§ What you will do:
The data below must be repeated exactly. Leave nothing out.

(Saved entries)
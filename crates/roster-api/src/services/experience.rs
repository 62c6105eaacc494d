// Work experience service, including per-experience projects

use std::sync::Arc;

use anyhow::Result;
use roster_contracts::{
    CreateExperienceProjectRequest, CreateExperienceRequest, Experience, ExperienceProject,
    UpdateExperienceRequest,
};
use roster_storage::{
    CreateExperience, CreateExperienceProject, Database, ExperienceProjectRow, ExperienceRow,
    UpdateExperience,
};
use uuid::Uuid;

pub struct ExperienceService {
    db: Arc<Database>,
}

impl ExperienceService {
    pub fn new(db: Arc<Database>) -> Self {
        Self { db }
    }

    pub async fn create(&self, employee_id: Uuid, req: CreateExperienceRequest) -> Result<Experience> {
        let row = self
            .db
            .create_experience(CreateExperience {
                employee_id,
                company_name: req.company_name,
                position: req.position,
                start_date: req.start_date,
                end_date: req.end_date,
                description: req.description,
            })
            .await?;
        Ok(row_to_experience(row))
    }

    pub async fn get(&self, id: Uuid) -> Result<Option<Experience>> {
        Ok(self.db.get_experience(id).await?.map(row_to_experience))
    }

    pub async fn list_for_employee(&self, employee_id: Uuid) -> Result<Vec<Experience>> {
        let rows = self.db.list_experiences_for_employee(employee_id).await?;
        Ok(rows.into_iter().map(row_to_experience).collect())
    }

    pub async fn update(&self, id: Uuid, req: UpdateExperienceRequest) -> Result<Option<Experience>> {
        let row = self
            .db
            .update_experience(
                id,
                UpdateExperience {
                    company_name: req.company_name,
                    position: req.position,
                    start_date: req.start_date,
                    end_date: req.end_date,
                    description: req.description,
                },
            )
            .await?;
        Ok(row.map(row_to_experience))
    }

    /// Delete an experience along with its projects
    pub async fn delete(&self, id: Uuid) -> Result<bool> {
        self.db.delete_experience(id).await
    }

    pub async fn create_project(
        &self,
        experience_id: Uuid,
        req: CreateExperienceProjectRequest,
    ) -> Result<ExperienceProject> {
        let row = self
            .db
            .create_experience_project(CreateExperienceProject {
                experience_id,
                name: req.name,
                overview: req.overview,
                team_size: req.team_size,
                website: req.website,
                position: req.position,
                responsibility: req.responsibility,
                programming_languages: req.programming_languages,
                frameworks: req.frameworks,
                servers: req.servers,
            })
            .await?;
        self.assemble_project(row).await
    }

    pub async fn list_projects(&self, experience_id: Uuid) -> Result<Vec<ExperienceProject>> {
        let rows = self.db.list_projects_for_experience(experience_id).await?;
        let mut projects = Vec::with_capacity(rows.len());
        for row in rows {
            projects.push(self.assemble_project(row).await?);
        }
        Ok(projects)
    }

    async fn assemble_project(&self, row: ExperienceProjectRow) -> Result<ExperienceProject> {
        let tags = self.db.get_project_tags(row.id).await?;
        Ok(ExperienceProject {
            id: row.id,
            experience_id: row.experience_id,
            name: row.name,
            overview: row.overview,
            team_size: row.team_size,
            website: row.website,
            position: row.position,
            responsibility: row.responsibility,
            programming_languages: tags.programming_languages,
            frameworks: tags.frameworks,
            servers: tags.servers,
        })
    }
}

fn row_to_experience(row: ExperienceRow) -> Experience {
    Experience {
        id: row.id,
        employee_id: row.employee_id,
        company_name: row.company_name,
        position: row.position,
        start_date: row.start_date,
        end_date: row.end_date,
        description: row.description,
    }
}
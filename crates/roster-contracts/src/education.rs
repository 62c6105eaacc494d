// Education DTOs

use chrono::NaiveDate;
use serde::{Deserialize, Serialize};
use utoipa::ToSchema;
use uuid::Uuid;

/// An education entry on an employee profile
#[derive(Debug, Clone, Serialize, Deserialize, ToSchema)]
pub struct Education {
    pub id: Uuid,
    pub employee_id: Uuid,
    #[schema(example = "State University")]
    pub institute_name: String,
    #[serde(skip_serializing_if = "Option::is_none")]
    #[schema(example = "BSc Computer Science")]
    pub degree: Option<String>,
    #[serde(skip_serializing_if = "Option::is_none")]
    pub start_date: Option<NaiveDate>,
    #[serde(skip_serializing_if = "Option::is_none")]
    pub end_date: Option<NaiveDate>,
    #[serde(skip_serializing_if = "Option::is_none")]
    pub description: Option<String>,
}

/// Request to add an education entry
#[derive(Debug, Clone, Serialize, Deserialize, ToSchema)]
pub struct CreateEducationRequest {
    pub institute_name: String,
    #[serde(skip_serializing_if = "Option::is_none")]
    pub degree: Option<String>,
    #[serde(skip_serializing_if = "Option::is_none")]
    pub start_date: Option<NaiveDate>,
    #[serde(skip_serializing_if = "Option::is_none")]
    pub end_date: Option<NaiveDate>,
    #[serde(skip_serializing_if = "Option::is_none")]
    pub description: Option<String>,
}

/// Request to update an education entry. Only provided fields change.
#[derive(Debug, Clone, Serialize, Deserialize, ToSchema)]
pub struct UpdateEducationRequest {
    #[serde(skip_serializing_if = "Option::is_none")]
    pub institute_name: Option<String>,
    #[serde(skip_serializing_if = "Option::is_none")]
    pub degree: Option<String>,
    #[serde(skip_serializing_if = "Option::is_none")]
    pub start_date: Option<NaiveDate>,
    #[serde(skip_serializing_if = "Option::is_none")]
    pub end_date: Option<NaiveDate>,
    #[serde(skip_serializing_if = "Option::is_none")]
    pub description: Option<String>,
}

§ Answer below:
filename crates/roster-api/src/services/experience.rs
repository 62c6105eaacc494d
// Work experience service, including per-experience projects

use std::sync::Arc;

use anyhow::Result;
use roster_contracts::{
    CreateExperienceProjectRequest, CreateExperienceRequest, Experience, ExperienceProject,
    UpdateExperienceRequest,
};
use roster_storage::{
    CreateExperience, CreateExperienceProject, Database, ExperienceProjectRow, ExperienceRow,
    UpdateExperience,
};
use uuid::Uuid;

pub struct ExperienceService {
    db: Arc<Database>,
}

impl ExperienceService {
    pub fn new(db: Arc<Database>) -> Self {
        Self { db }
    }

    pub async fn create(&self, employee_id: Uuid, req: CreateExperienceRequest) -> Result<Experience> {
        let row = self
            .db
            .create_experience(CreateExperience {
                employee_id,
                company_name: req.company_name,
                position: req.position,
                start_date: req.start_date,
                end_date: req.end_date,
                description: req.description,
            })
            .await?;
        Ok(row_to_experience(row))
    }

    pub async fn get(&self, id: Uuid) -> Result<Option<Experience>> {
        Ok(self.db.get_experience(id).await?.map(row_to_experience))
    }

    pub async fn list_for_employee(&self, employee_id: Uuid) -> Result<Vec<Experience>> {
        let rows = self.db.list_experiences_for_employee(employee_id).await?;
        Ok(rows.into_iter().map(row_to_experience).collect())
    }

    pub async fn update(&self, id: Uuid, req: UpdateExperienceRequest) -> Result<Option<Experience>> {
        let row = self
            .db
            .update_experience(
                id,
                UpdateExperience {
                    company_name: req.company_name,
                    position: req.position,
                    start_date: req.start_date,
                    end_date: req.end_date,
                    description: req.description,
                },
            )
            .await?;
        Ok(row.map(row_to_experience))
    }

    /// Delete an experience along with its projects
    pub async fn delete(&self, id: Uuid) -> Result<bool> {
        self.db.delete_experience(id).await
    }

    pub async fn create_project(
        &self,
        experience_id: Uuid,
        req: CreateExperienceProjectRequest,
    ) -> Result<ExperienceProject> {
        let row = self
            .db
            .create_experience_project(CreateExperienceProject {
                experience_id,
                name: req.name,
                overview: req.overview,
                team_size: req.team_size,
                website: req.website,
                position: req.position,
                responsibility: req.responsibility,
                programming_languages: req.programming_languages,
                frameworks: req.frameworks,
                servers: req.servers,
            })
            .await?;
        self.assemble_project(row).await
    }

    pub async fn list_projects(&self, experience_id: Uuid) -> Result<Vec<ExperienceProject>> {
        let rows = self.db.list_projects_for_experience(experience_id).await?;
        let mut projects = Vec::with_capacity(rows.len());
        for row in rows {
            projects.push(self.assemble_project(row).await?);
        }
        Ok(projects)
    }

    async fn assemble_project(&self, row: ExperienceProjectRow) -> Result<ExperienceProject> {
        let tags = self.db.get_project_tags(row.id).await?;
        Ok(ExperienceProject {
            id: row.id,
            experience_id: row.experience_id,
            name: row.name,
            overview: row.overview,
            team_size: row.team_size,
            website: row.website,
            position: row.position,
            responsibility: row.responsibility,
            programming_languages: tags.programming_languages,
            frameworks: tags.frameworks,
            servers: tags.servers,
        })
    }
}

fn row_to_experience(row: ExperienceRow) -> Experience {
    Experience {
        id: row.id,
        employee_id: row.employee_id,
        company_name: row.company_name,
        position: row.position,
        start_date: row.start_date,
        end_date: row.end_date,
        description: row.description,
    }
}
filename crates/roster-contracts/src/education.rs
repository 62c6105eaacc494d
// Education DTOs

use chrono::NaiveDate;
use serde::{Deserialize, Serialize};
use utoipa::ToSchema;
use uuid::Uuid;

/// An education entry on an employee profile
#[derive(Debug, Clone, Serialize, Deserialize, ToSchema)]
pub struct Education {
    pub id: Uuid,
    pub employee_id: Uuid,
    #[schema(example = "State University")]
    pub institute_name: String,
    #[serde(skip_serializing_if = "Option::is_none")]
    #[schema(example = "BSc Computer Science")]
    pub degree: Option<String>,
    #[serde(skip_serializing_if = "Option::is_none")]
    pub start_date: Option<NaiveDate>,
    #[serde(skip_serializing_if = "Option::is_none")]
    pub end_date: Option<NaiveDate>,
    #[serde(skip_serializing_if = "Option::is_none")]
    pub description: Option<String>,
}

/// Request to add an education entry
#[derive(Debug, Clone, Serialize, Deserialize, ToSchema)]
pub struct CreateEducationRequest {
    pub institute_name: String,
    #[serde(skip_serializing_if = "Option::is_none")]
    pub degree: Option<String>,
    #[serde(skip_serializing_if = "Option::is_none")]
    pub start_date: Option<NaiveDate>,
    #[serde(skip_serializing_if = "Option::is_none")]
    pub end_date: Option<NaiveDate>,
    #[serde(skip_serializing_if = "Option::is_none")]
    pub description: Option<String>,
}

/// Request to update an education entry. Only provided fields change.
#[derive(Debug, Clone, Serialize, Deserialize, ToSchema)]
pub struct UpdateEducationRequest {
    #[serde(skip_serializing_if = "Option::is_none")]
    pub institute_name: Option<String>,
    #[serde(skip_serializing_if = "Option::is_none")]
    pub degree: Option<String>,
    #[serde(skip_serializing_if = "Option::is_none")]
    pub start_date: Option<NaiveDate>,
    #[serde(skip_serializing_if = "Option::is_none")]
    pub end_date: Option<NaiveDate>,
    #[serde(skip_serializing_if = "Option::is_none")]
    pub description: Option<String>,
}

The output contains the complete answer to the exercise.